No two ways about it, a guy who goes into a restaurant and starts firing his gun all willy-nilly is a bad dude, and he ought to be prosecuted to the fullest extent of the law.

But now there’s going to be an eager effort to shift responsibility from him to whoever wrote about this restaurant. This guy sounds like he graduated from the Yosemite Sam School of Forensic Investigation, and if he hadn’t shown up at the doorstep of this restaurant, he would have shown up at the gate of Edwards Air Force Base asking about the aliens at Area 51 or stomped around the Pacific Northwest hunting Bigfoot. Blaming “fake news” implies a warning to everyone, “don’t write or say something that could set off some nut-job.” That argument assumes that there’s a rationality to the nut-job, and it’s our responsibility to not offer anything that could cause an irrational mind to lash out.

Unless, of course, you think the Southern Poverty Law Center is responsible for the guy who tried to shoot up the Family Research Center in Washington D.C. in 2012. That would-be-gunman “had stopped by Chick-fil-A to pick up 15 sandwiches, which he planned to smear in the dying faces of staffers.” He said he chose the FRC as a target because the Southern Poverty Law Center called the organization “a hate group.”

Rumors and false news reports can lead to violence, huh? You mean like the “hands up, don’t shoot” narrative that came out of Ferguson, Missouri?

What DOJ found made me ill. [Officer Darren] Wilson knew about the theft of the cigarillos from the convenience store and had a description of the suspects. [The late Michael] Brown fought with the officer and tried to take his gun. And the popular hands-up storyline, which isn’t corroborated by ballistic and DNA evidence and multiple witness statements, was perpetuated by Witness 101. In fact, just about everything said to the media by Witness 101, whom we all know as Dorian Johnson, the friend with Brown that day, was not supported by the evidence and other witness statements.

Oh, I get it. You meant completely different kinds of fake news, just the kinds you don’t like. 

UPDATE: I’m getting pushback on this from folks I respect, but I’m still wary about this debate shifting from “online conspiracy theories are bad” to “online conspiracy theories are bad and something must be done about them.” 

We all remember the Tucson shooter – a paranoid schizophrenic – being blamed on the map on Sarah Palin’s Facebook page, the Columbine shooters being allegedly driven by violent video games and movies, Oklahoma City being blamed on talk radio, etc. There’s this recurring pattern of looking beyond the perpetrator of a violent act — a series of actions that strikes me as inherently unhinged and irrational – and pointing to some other factor and saying, “ah-ha! That’s the REAL reason this occurred.”

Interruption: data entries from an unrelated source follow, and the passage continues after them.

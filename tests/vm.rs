use n00b::types::{Builtin, TypeCtx};
use n00b::vm::{FnInfo, ObjectFile, Value, Version, Vm, VmThread};
use n00b::{Runtime, RuntimeConfig, ScanPolicy, VmError};
use std::sync::Arc;

fn build(max_call_depth: usize) -> (Runtime, Arc<Vm>) {
    let runtime = Runtime::new(RuntimeConfig {
        default_heap_size: 1 << 20,
        scratch_heap_size: 64 * 1024,
        vm_stack_size: 1024,
        max_call_depth,
        ..RuntimeConfig::default()
    });
    let mut types = TypeCtx::new();
    let mut obj = ObjectFile::new(Version::new(0, 3, 0));
    let main = obj.add_module("main", 1);
    let fact_ty = types.tfn(&[Builtin::Int.id()], Builtin::Int.id());

    obj.add_function(FnInfo {
        name: "fact".into(),
        module: main,
        offset: 100,
        frame_size: 1,
        ty: fact_ty,
    });

    let vm = Vm::new(&runtime, obj, types);

    (runtime, vm)
}

/// Drives `fact` by hand the way an interpreter loop would: argument on
/// the stack, result in r0.
fn fact(t: &mut VmThread, n: i64) -> Result<i64, VmError> {
    let ix = t.vm().object_file().find_function("fact").unwrap();

    t.push(Value::from_int(n))?;
    t.call(ix, 10)?;

    let arg = t.local(-2)?.as_int();
    let result = if arg <= 1 { 1 } else { arg * fact(t, arg - 1)? };

    t.set_local(1, Value::from_int(result))?;
    let local = t.local(1)?;
    t.set_register(0, local)?;
    t.ret()?;
    t.move_sp(-1)?;

    Ok(t.register(0)?.as_int())
}

#[test]
fn recursive_calls_unwind_cleanly() {
    let (_rt, vm) = build(32);
    let mut t = VmThread::new(&vm);

    assert_eq!(fact(&mut t, 10), Ok(3_628_800));
    assert_eq!(t.depth(), 0);
    assert_eq!(t.stack_len(), 0);
    assert!(!t.has_error());

    let ty = vm.object_file().function(0).unwrap().ty;
    assert_eq!(vm.types().type_name(ty), "(int) -> int");
}

#[test]
fn deep_recursion_hits_the_call_limit() {
    let (_rt, vm) = build(8);
    let mut t = VmThread::new(&vm);

    assert_eq!(fact(&mut t, 20), Err(VmError::CallDepthExceeded { max: 8 }));
    assert!(t.has_error());
    assert_eq!(t.depth(), 8);
}

#[test]
fn frames_record_the_call_chain() {
    let (_rt, vm) = build(8);
    let mut t = VmThread::new(&vm);

    t.set_pc(3);
    t.call_module(0, 1).unwrap();
    t.set_pc(17);
    t.call(0, 42).unwrap();

    let frames = t.frames();
    assert_eq!(frames.len(), 2);
    assert_eq!(frames[0].target_fn, None);
    assert_eq!(frames[0].pc, 3);
    assert_eq!(frames[1].target_fn, Some(0));
    assert_eq!(frames[1].call_line, 42);
    assert_eq!(frames[1].pc, 17);
    assert_eq!(t.pc(), 100);

    t.ret().unwrap();
    assert_eq!(t.pc(), 17);
    t.ret().unwrap();
    assert_eq!(t.pc(), 3);
}

#[test]
fn heap_values_on_the_stack_follow_collection() {
    let (_rt, vm) = build(8);
    let mut t = VmThread::new(&vm);

    for i in 0..10u8 {
        let p = t.alloc(128, ScanPolicy::None);
        unsafe { p.as_ptr().write_bytes(i, 128) };
        t.push(Value::from_ptr(p.as_ptr())).unwrap();
    }

    let r = t.alloc(8, ScanPolicy::None);
    unsafe { (r.as_ptr() as *mut u64).write(99) };
    t.set_register(2, Value::from_ptr(r.as_ptr())).unwrap();

    let stats = t.heap().collect();
    assert_eq!(stats.records_copied, 11);

    let reg: *const u64 = t.register(2).unwrap().as_ptr();
    assert_eq!(unsafe { *reg }, 99);

    for i in (0..10u8).rev() {
        let p: *const u8 = t.pop().unwrap().as_ptr();
        let bytes = unsafe { std::slice::from_raw_parts(p, 128) };
        assert!(bytes.iter().all(|b| *b == i));
    }
}

#[test]
fn threads_share_globals() {
    let (_rt, vm) = build(8);
    let writer = {
        let vm = vm.clone();
        std::thread::spawn(move || {
            let t = VmThread::new(&vm);
            t.vm().set_global(0, 0, Value::from_int(5)).unwrap();
        })
    };

    vm.runtime().blocking(|| writer.join().unwrap());
    assert_eq!(vm.global(0, 0).unwrap().as_int(), 5);
}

Also, I keep hearing the Comet conspiracy theory reported as “fake news” — did anything resembling an actual news organization ever write about it? If not, then it is on par with aliens, black helicopters, and other conspiracy theories. There’s no broader lesson for actual news organizations. And the only way you’ll ever stop nut-jobs from trafficking in lunatic conspiracy theories is by shutting down the Internet.